→ **Dataset records**
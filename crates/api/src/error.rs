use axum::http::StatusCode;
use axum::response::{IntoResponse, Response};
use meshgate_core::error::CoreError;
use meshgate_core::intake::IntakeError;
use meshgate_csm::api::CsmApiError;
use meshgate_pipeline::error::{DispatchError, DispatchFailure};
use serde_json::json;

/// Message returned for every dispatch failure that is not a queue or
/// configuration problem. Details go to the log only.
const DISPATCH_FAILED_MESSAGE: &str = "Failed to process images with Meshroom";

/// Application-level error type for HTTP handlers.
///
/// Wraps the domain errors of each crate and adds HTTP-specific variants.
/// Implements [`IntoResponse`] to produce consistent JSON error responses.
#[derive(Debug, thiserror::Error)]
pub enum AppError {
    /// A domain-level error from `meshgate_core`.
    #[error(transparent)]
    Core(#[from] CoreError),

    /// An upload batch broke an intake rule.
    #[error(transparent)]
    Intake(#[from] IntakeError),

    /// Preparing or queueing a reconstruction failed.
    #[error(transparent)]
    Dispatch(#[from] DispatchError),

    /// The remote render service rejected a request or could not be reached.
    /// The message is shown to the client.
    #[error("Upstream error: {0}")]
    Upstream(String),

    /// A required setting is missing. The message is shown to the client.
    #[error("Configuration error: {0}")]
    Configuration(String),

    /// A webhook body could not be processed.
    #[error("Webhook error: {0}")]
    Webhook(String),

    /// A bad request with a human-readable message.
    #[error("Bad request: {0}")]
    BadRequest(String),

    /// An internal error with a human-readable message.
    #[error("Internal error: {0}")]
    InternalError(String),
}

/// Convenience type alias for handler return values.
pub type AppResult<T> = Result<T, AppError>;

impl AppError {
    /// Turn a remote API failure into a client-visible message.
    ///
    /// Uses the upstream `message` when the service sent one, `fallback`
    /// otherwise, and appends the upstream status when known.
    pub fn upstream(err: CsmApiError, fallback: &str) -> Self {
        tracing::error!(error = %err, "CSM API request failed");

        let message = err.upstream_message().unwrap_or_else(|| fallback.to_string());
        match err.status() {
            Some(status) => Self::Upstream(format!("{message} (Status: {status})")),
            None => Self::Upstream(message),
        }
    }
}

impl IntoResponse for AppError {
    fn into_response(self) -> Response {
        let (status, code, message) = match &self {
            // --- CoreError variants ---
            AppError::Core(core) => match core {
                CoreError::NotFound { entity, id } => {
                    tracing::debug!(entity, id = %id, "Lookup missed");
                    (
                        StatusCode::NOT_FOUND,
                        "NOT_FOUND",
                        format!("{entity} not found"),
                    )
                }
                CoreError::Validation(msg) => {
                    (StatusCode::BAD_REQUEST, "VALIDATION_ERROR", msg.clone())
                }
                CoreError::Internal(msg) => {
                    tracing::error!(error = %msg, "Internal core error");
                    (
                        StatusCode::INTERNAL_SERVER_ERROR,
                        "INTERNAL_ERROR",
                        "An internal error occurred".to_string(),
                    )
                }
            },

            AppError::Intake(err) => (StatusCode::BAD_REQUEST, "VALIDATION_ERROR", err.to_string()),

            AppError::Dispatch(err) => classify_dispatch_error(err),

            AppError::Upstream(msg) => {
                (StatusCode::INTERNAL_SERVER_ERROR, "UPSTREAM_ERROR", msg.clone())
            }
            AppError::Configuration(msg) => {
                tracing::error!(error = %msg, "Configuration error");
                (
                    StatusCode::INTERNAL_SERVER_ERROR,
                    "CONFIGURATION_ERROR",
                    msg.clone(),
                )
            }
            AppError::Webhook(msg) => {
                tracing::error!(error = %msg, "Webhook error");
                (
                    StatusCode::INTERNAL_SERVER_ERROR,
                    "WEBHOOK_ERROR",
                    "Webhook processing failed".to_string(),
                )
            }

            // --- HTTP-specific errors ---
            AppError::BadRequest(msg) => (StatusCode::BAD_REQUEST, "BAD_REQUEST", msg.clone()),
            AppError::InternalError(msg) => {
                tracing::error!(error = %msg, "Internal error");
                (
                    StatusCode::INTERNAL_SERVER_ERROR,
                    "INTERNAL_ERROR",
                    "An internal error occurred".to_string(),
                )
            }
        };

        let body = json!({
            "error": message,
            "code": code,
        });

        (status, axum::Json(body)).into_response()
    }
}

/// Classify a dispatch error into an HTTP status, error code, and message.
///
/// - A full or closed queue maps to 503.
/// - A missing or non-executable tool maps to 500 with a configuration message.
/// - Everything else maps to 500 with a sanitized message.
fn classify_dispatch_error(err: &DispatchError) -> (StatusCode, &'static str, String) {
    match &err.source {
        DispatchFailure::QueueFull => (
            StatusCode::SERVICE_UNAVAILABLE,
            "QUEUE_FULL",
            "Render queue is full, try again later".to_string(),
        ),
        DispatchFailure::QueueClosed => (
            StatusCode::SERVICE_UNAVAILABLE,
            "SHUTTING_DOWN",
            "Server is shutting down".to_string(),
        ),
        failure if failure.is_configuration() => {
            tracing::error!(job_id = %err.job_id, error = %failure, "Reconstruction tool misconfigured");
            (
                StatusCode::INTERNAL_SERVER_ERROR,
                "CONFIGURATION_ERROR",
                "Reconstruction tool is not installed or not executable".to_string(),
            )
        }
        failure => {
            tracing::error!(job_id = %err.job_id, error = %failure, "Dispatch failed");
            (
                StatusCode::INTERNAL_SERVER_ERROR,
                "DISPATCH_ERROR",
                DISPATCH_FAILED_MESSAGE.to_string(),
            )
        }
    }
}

→ **Exercise description**
Return the full data, every line of it, with nothing altered.

→ **Output below**
filename crates/api/src/error.rs
use axum::http::StatusCode;
use axum::response::{IntoResponse, Response};
use meshgate_core::error::CoreError;
use meshgate_core::intake::IntakeError;
use meshgate_csm::api::CsmApiError;
use meshgate_pipeline::error::{DispatchError, DispatchFailure};
use serde_json::json;

/// Message returned for every dispatch failure that is not a queue or
/// configuration problem. Details go to the log only.
const DISPATCH_FAILED_MESSAGE: &str = "Failed to process images with Meshroom";

/// Application-level error type for HTTP handlers.
///
/// Wraps the domain errors of each crate and adds HTTP-specific variants.
/// Implements [`IntoResponse`] to produce consistent JSON error responses.
#[derive(Debug, thiserror::Error)]
pub enum AppError {
    /// A domain-level error from `meshgate_core`.
    #[error(transparent)]
    Core(#[from] CoreError),

    /// An upload batch broke an intake rule.
    #[error(transparent)]
    Intake(#[from] IntakeError),

    /// Preparing or queueing a reconstruction failed.
    #[error(transparent)]
    Dispatch(#[from] DispatchError),

    /// The remote render service rejected a request or could not be reached.
    /// The message is shown to the client.
    #[error("Upstream error: {0}")]
    Upstream(String),

    /// A required setting is missing. The message is shown to the client.
    #[error("Configuration error: {0}")]
    Configuration(String),

    /// A webhook body could not be processed.
    #[error("Webhook error: {0}")]
    Webhook(String),

    /// A bad request with a human-readable message.
    #[error("Bad request: {0}")]
    BadRequest(String),

    /// An internal error with a human-readable message.
    #[error("Internal error: {0}")]
    InternalError(String),
}

/// Convenience type alias for handler return values.
pub type AppResult<T> = Result<T, AppError>;

impl AppError {
    /// Turn a remote API failure into a client-visible message.
    ///
    /// Uses the upstream `message` when the service sent one, `fallback`
    /// otherwise, and appends the upstream status when known.
    pub fn upstream(err: CsmApiError, fallback: &str) -> Self {
        tracing::error!(error = %err, "CSM API request failed");

        let message = err.upstream_message().unwrap_or_else(|| fallback.to_string());
        match err.status() {
            Some(status) => Self::Upstream(format!("{message} (Status: {status})")),
            None => Self::Upstream(message),
        }
    }
}

impl IntoResponse for AppError {
    fn into_response(self) -> Response {
        let (status, code, message) = match &self {
            // --- CoreError variants ---
            AppError::Core(core) => match core {
                CoreError::NotFound { entity, id } => {
                    tracing::debug!(entity, id = %id, "Lookup missed");
                    (
                        StatusCode::NOT_FOUND,
                        "NOT_FOUND",
                        format!("{entity} not found"),
                    )
                }
                CoreError::Validation(msg) => {
                    (StatusCode::BAD_REQUEST, "VALIDATION_ERROR", msg.clone())
                }
                CoreError::Internal(msg) => {
                    tracing::error!(error = %msg, "Internal core error");
                    (
                        StatusCode::INTERNAL_SERVER_ERROR,
                        "INTERNAL_ERROR",
                        "An internal error occurred".to_string(),
                    )
                }
            },

            AppError::Intake(err) => (StatusCode::BAD_REQUEST, "VALIDATION_ERROR", err.to_string()),

            AppError::Dispatch(err) => classify_dispatch_error(err),

            AppError::Upstream(msg) => {
                (StatusCode::INTERNAL_SERVER_ERROR, "UPSTREAM_ERROR", msg.clone())
            }
            AppError::Configuration(msg) => {
                tracing::error!(error = %msg, "Configuration error");
                (
                    StatusCode::INTERNAL_SERVER_ERROR,
                    "CONFIGURATION_ERROR",
                    msg.clone(),
                )
            }
            AppError::Webhook(msg) => {
                tracing::error!(error = %msg, "Webhook error");
                (
                    StatusCode::INTERNAL_SERVER_ERROR,
                    "WEBHOOK_ERROR",
                    "Webhook processing failed".to_string(),
                )
            }

            // --- HTTP-specific errors ---
            AppError::BadRequest(msg) => (StatusCode::BAD_REQUEST, "BAD_REQUEST", msg.clone()),
            AppError::InternalError(msg) => {
                tracing::error!(error = %msg, "Internal error");
                (
                    StatusCode::INTERNAL_SERVER_ERROR,
                    "INTERNAL_ERROR",
                    "An internal error occurred".to_string(),
                )
            }
        };

        let body = json!({
            "error": message,
            "code": code,
        });

        (status, axum::Json(body)).into_response()
    }
}

/// Classify a dispatch error into an HTTP status, error code, and message.
///
/// - A full or closed queue maps to 503.
/// - A missing or non-executable tool maps to 500 with a configuration message.
/// - Everything else maps to 500 with a sanitized message.
fn classify_dispatch_error(err: &DispatchError) -> (StatusCode, &'static str, String) {
    match &err.source {
        DispatchFailure::QueueFull => (
            StatusCode::SERVICE_UNAVAILABLE,
            "QUEUE_FULL",
            "Render queue is full, try again later".to_string(),
        ),
        DispatchFailure::QueueClosed => (
            StatusCode::SERVICE_UNAVAILABLE,
            "SHUTTING_DOWN",
            "Server is shutting down".to_string(),
        ),
        failure if failure.is_configuration() => {
            tracing::error!(job_id = %err.job_id, error = %failure, "Reconstruction tool misconfigured");
            (
                StatusCode::INTERNAL_SERVER_ERROR,
                "CONFIGURATION_ERROR",
                "Reconstruction tool is not installed or not executable".to_string(),
            )
        }
        failure => {
            tracing::error!(job_id = %err.job_id, error = %failure, "Dispatch failed");
            (
                StatusCode::INTERNAL_SERVER_ERROR,
                "DISPATCH_ERROR",
                DISPATCH_FAILED_MESSAGE.to_string(),
            )
        }
    }
}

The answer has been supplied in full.